Thumb sucking in perspective: Not a thing to worry about

The Pediatric Insider

© 2016 Roy Benaroch, MD

Alana wrote in:

You’ve become my go-to guy for no-nonsense, ‘you seriously don’t need to worry about this’ advice, so I was hoping to get your take on thumb sucking. My 3 year old daughter still sucks her thumb often, and we were stopped the other day by a man who works as a pharmacist suggesting that I try a bitter nail polish to keep her from sucking her thumb. I do notice that her teeth are starting to be slightly affected by the thumb sucking, but she clearly uses it as a self-soothing measure (when she is sad or tired), so I’d never thought to discourage it (don’t kids grow out of that stuff eventually?).

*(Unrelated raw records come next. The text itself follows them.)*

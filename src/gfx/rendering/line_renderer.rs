//! Line rendering pipeline
//!
//! One pipeline draws every line node: a shared 8 vertex quad is instanced once
//! per segment and widened in the vertex shader. Bind groups:
//!
//! | group | contents                    | owner            |
//! |-------|-----------------------------|------------------|
//! | 0     | camera view and projection  | [`LineRenderer`] |
//! | 1     | node transform              | line node        |
//! | 2     | [`LineUniform`] of material | line material    |
//!
//! [`LineUniform`]: crate::gfx::lines::LineUniform

use wgpu::util::DeviceExt;
use wgpu::{Device, Queue, RenderPass};

use super::shaders::LINE_SHADER;
use crate::error::{LineError, LineResult};
use crate::gfx::camera::{Camera, CameraUniform};
use crate::gfx::lines::{
    LineSegments2, LineUniform, SegmentGeometry, SegmentInstance, TransformUniform,
};
use crate::gfx::scene::{Scene, SceneNode};
use crate::wgpu_utils::{
    binding_types, BindGroupBuilder, BindGroupLayoutBuilder, BindGroupLayoutWithDesc,
    UniformBuffer,
};

/// Pipeline configuration for [`LineRenderer`]
#[derive(Debug, Clone)]
pub struct RendererConfig {
    pub label: String,
    pub surface_format: wgpu::TextureFormat,
    /// `None` renders without depth testing.
    pub depth_format: Option<wgpu::TextureFormat>,
    pub sample_count: u32,
    /// Only takes effect with `sample_count > 1`.
    pub alpha_to_coverage: bool,
}

impl Default for RendererConfig {
    fn default() -> Self {
        Self {
            label: "Line Pipeline".to_string(),
            surface_format: wgpu::TextureFormat::Bgra8UnormSrgb,
            depth_format: Some(wgpu::TextureFormat::Depth32Float),
            sample_count: 1,
            alpha_to_coverage: false,
        }
    }
}

impl RendererConfig {
    pub fn with_label(mut self, label: &str) -> Self {
        self.label = label.to_owned();
        self
    }

    pub fn with_surface_format(mut self, format: wgpu::TextureFormat) -> Self {
        self.surface_format = format;
        self
    }

    pub fn with_depth_format(mut self, format: Option<wgpu::TextureFormat>) -> Self {
        self.depth_format = format;
        self
    }

    /// Sets the MSAA sample count (builder pattern)
    pub fn with_sample_count(mut self, sample_count: u32) -> Self {
        self.sample_count = sample_count.max(1);
        self
    }

    pub fn with_alpha_to_coverage(mut self, enabled: bool) -> Self {
        self.alpha_to_coverage = enabled;
        self
    }

    /// Transparent lines are depth tested but leave the depth buffer untouched,
    /// so lines drawn behind them later still show through.
    fn depth_stencil(&self, transparent: bool) -> Option<wgpu::DepthStencilState> {
        self.depth_format.map(|format| wgpu::DepthStencilState {
            format,
            depth_write_enabled: !transparent,
            depth_compare: wgpu::CompareFunction::Less,
            stencil: wgpu::StencilState::default(),
            bias: wgpu::DepthBiasState::default(),
        })
    }

    fn multisample(&self) -> wgpu::MultisampleState {
        wgpu::MultisampleState {
            count: self.sample_count,
            mask: !0,
            alpha_to_coverage_enabled: self.alpha_to_coverage && self.sample_count > 1,
        }
    }
}

/// Corner of the instanced line quad.
#[repr(C)]
#[derive(Copy, Clone, Debug, bytemuck::Pod, bytemuck::Zeroable)]
pub struct QuadVertex {
    pub position: [f32; 3],
    pub uv: [f32; 2],
}

impl QuadVertex {
    const ATTRIBUTES: [wgpu::VertexAttribute; 2] =
        wgpu::vertex_attr_array![0 => Float32x3, 1 => Float32x2];

    pub fn desc() -> wgpu::VertexBufferLayout<'static> {
        wgpu::VertexBufferLayout {
            array_stride: std::mem::size_of::<QuadVertex>() as wgpu::BufferAddress,
            step_mode: wgpu::VertexStepMode::Vertex,
            attributes: &Self::ATTRIBUTES,
        }
    }
}

// y: -1 start cap, 0 start, 1 end, 2 end cap
#[rustfmt::skip]
const QUAD_VERTICES: [QuadVertex; 8] = [
    QuadVertex { position: [-1.0,  2.0, 0.0], uv: [-1.0,  2.0] },
    QuadVertex { position: [ 1.0,  2.0, 0.0], uv: [ 1.0,  2.0] },
    QuadVertex { position: [-1.0,  1.0, 0.0], uv: [-1.0,  1.0] },
    QuadVertex { position: [ 1.0,  1.0, 0.0], uv: [ 1.0,  1.0] },
    QuadVertex { position: [-1.0,  0.0, 0.0], uv: [-1.0, -1.0] },
    QuadVertex { position: [ 1.0,  0.0, 0.0], uv: [ 1.0, -1.0] },
    QuadVertex { position: [-1.0, -1.0, 0.0], uv: [-1.0, -2.0] },
    QuadVertex { position: [ 1.0, -1.0, 0.0], uv: [ 1.0, -2.0] },
];

#[rustfmt::skip]
const QUAD_INDICES: [u16; 18] = [
    0, 2, 1,  2, 3, 1,
    2, 4, 3,  4, 5, 3,
    4, 6, 5,  6, 7, 5,
];

/// Shared quad mesh every segment instance expands from
pub struct LineQuad {
    pub vertex_buffer: wgpu::Buffer,
    pub index_buffer: wgpu::Buffer,
    pub index_count: u32,
}

impl LineQuad {
    pub fn new(device: &Device) -> Self {
        let vertex_buffer = device.create_buffer_init(&wgpu::util::BufferInitDescriptor {
            label: Some("Line Quad Vertex Buffer"),
            contents: bytemuck::cast_slice(&QUAD_VERTICES),
            usage: wgpu::BufferUsages::VERTEX,
        });

        let index_buffer = device.create_buffer_init(&wgpu::util::BufferInitDescriptor {
            label: Some("Line Quad Index Buffer"),
            contents: bytemuck::cast_slice(&QUAD_INDICES),
            usage: wgpu::BufferUsages::INDEX,
        });

        Self {
            vertex_buffer,
            index_buffer,
            index_count: QUAD_INDICES.len() as u32,
        }
    }
}

/// Draws [`LineSegments2`] nodes (and everything built on them).
pub struct LineRenderer {
    pipeline: wgpu::RenderPipeline,
    transparent_pipeline: wgpu::RenderPipeline,
    quad: LineQuad,
    camera_ubo: UniformBuffer<CameraUniform>,
    camera_bind_group: wgpu::BindGroup,
    transform_layout: BindGroupLayoutWithDesc,
    material_layout: BindGroupLayoutWithDesc,
    config: RendererConfig,
}

impl LineRenderer {
    pub fn new(device: &Device, config: &RendererConfig) -> Self {
        let camera_layout = BindGroupLayoutBuilder::new()
            .next_binding_vertex(binding_types::uniform())
            .create(device, "Line Camera Bind Group Layout");
        let transform_layout = BindGroupLayoutBuilder::new()
            .next_binding_vertex(binding_types::uniform_sized::<TransformUniform>())
            .create(device, "Line Transform Bind Group Layout");
        let material_layout = BindGroupLayoutBuilder::new()
            .next_binding_rendering(binding_types::uniform_sized::<LineUniform>())
            .create(device, "Line Material Bind Group Layout");

        let camera_ubo = UniformBuffer::new_with_data(device, &CameraUniform::default());
        let camera_bind_group = BindGroupBuilder::new(&camera_layout)
            .resource(camera_ubo.binding_resource())
            .create(device, "Line Camera Bind Group");

        let shader = device.create_shader_module(wgpu::ShaderModuleDescriptor {
            label: Some("Line Shader"),
            source: wgpu::ShaderSource::Wgsl(LINE_SHADER.into()),
        });

        let pipeline_layout = device.create_pipeline_layout(&wgpu::PipelineLayoutDescriptor {
            label: Some(&format!("{} Layout", config.label)),
            bind_group_layouts: &[
                &camera_layout.layout,
                &transform_layout.layout,
                &material_layout.layout,
            ],
            push_constant_ranges: &[],
        });

        let pipeline = create_line_pipeline(device, &pipeline_layout, &shader, config, false);
        let transparent_pipeline =
            create_line_pipeline(device, &pipeline_layout, &shader, config, true);

        log::debug!(
            "Created line pipeline '{}' ({:?}, depth {:?}, {}x MSAA)",
            config.label,
            config.surface_format,
            config.depth_format,
            config.sample_count
        );

        Self {
            pipeline,
            transparent_pipeline,
            quad: LineQuad::new(device),
            camera_ubo,
            camera_bind_group,
            transform_layout,
            material_layout,
            config: config.clone(),
        }
    }

    pub fn config(&self) -> &RendererConfig {
        &self.config
    }

    pub fn transform_layout(&self) -> &BindGroupLayoutWithDesc {
        &self.transform_layout
    }

    pub fn material_layout(&self) -> &BindGroupLayoutWithDesc {
        &self.material_layout
    }

    /// Uploads the camera matrices used by every line drawn afterwards.
    pub fn update_camera<C: Camera>(&mut self, queue: &Queue, camera: &C) {
        self.camera_ubo
            .update_content(queue, CameraUniform::from_camera(camera));
    }

    /// Brings the node's geometry, material and transform up to date on the GPU.
    pub fn prepare<G: SegmentGeometry>(
        &self,
        device: &Device,
        queue: &Queue,
        lines: &mut LineSegments2<G>,
    ) {
        lines.geometry().borrow_mut().update_gpu_resources(device);
        lines
            .material()
            .borrow_mut()
            .update_gpu_resources(device, queue, &self.material_layout);
        lines.update_gpu_resources(device, queue, &self.transform_layout);
    }

    pub fn prepare_scene(&self, device: &Device, queue: &Queue, scene: &mut Scene) {
        for node in scene.nodes_mut() {
            match node {
                SceneNode::Line2(line) => self.prepare(device, queue, &mut **line),
                SceneNode::LineSegments2(lines) => self.prepare(device, queue, lines),
            }
        }
    }
}

fn create_line_pipeline(
    device: &Device,
    layout: &wgpu::PipelineLayout,
    shader: &wgpu::ShaderModule,
    config: &RendererConfig,
    transparent: bool,
) -> wgpu::RenderPipeline {
    let label = if transparent {
        format!("{} (transparent)", config.label)
    } else {
        config.label.clone()
    };

    device.create_render_pipeline(&wgpu::RenderPipelineDescriptor {
        label: Some(&label),
        layout: Some(layout),
        vertex: wgpu::VertexState {
            module: shader,
            entry_point: Some("vs_main"),
            buffers: &[QuadVertex::desc(), SegmentInstance::desc()],
            compilation_options: wgpu::PipelineCompilationOptions::default(),
        },
        fragment: Some(wgpu::FragmentState {
            module: shader,
            entry_point: Some("fs_main"),
            targets: &[Some(wgpu::ColorTargetState {
                format: config.surface_format,
                blend: Some(wgpu::BlendState::ALPHA_BLENDING),
                write_mask: wgpu::ColorWrites::ALL,
            })],
            compilation_options: wgpu::PipelineCompilationOptions::default(),
        }),
        primitive: wgpu::PrimitiveState {
            topology: wgpu::PrimitiveTopology::TriangleList,
            strip_index_format: None,
            front_face: wgpu::FrontFace::Ccw,
            // the quad flips winding whenever the segment points left
            cull_mode: None,
            polygon_mode: wgpu::PolygonMode::Fill,
            unclipped_depth: false,
            conservative: false,
        },
        depth_stencil: config.depth_stencil(transparent),
        multisample: config.multisample(),
        multiview: None,
        cache: None,
    })
}

pub trait DrawLines {
    /// Draws one line node; nodes without segments or hidden nodes are skipped.
    fn draw_lines<G: SegmentGeometry>(
        &mut self,
        renderer: &LineRenderer,
        lines: &LineSegments2<G>,
    ) -> LineResult<()>;

    /// Draws every node, opaque materials before transparent ones.
    fn draw_scene(&mut self, renderer: &LineRenderer, scene: &Scene) -> LineResult<()>;
}

impl DrawLines for RenderPass<'_> {
    fn draw_lines<G: SegmentGeometry>(
        &mut self,
        renderer: &LineRenderer,
        lines: &LineSegments2<G>,
    ) -> LineResult<()> {
        if !lines.visible {
            return Ok(());
        }

        let geometry = lines.geometry().borrow();
        let segments = geometry.segments();
        let gpu = match segments.gpu_resources() {
            Some(gpu) if segments.is_gpu_current() => gpu,
            _ if segments.is_empty() => return Ok(()),
            _ => return Err(LineError::MissingGpuResources("line geometry")),
        };
        let transform_bind_group = lines
            .transform_bind_group()
            .ok_or(LineError::MissingGpuResources("line transform"))?;
        let material = lines.material().borrow();
        let pipeline = if material.transparent() {
            &renderer.transparent_pipeline
        } else {
            &renderer.pipeline
        };

        self.set_pipeline(pipeline);
        self.set_bind_group(0, &renderer.camera_bind_group, &[]);
        self.set_bind_group(1, transform_bind_group, &[]);
        self.set_bind_group(2, material.bind_group()?, &[]);

        self.set_vertex_buffer(0, renderer.quad.vertex_buffer.slice(..));
        self.set_vertex_buffer(1, gpu.instance_buffer.slice(..));
        self.set_index_buffer(
            renderer.quad.index_buffer.slice(..),
            wgpu::IndexFormat::Uint16,
        );
        self.draw_indexed(0..renderer.quad.index_count, 0, 0..gpu.instance_count);
        Ok(())
    }

    fn draw_scene(&mut self, renderer: &LineRenderer, scene: &Scene) -> LineResult<()> {
        for node in scene.draw_order().filter_map(|index| scene.get(index)) {
            match node {
                SceneNode::Line2(line) => self.draw_lines(renderer, &**line)?,
                SceneNode::LineSegments2(lines) => self.draw_lines(renderer, lines)?,
            }
        }
        Ok(())
    }
}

What’s your perspective on this? Should I be intervening on her thumb sucking and telling her to stop? She’ll start kindergarten in the fall, so I’m not sure if that should also be a consideration?

I don’t think you can or should do much about the thumb sucking at this age. Let me give you reasons, both philosophical and practical, why it’s better to just leave her alone.

First: some philosophy. As Alana said, thumb sucking is a self-soothing measure. It helps young children like her daughter relax, and it’s often part of their go-to-sleep ritual. Does it sound right to take away a child’s way of settling down?  Many adults smoke and drink and do all kinds of worse or dangerous things “to relax”. At least thumb sucking doesn’t make the air stink, and no one is being hurt by second hand thumb, and thumb suckers don’t kill people in automobile accidents. Those electric Barbie jeeps just don’t go that fast.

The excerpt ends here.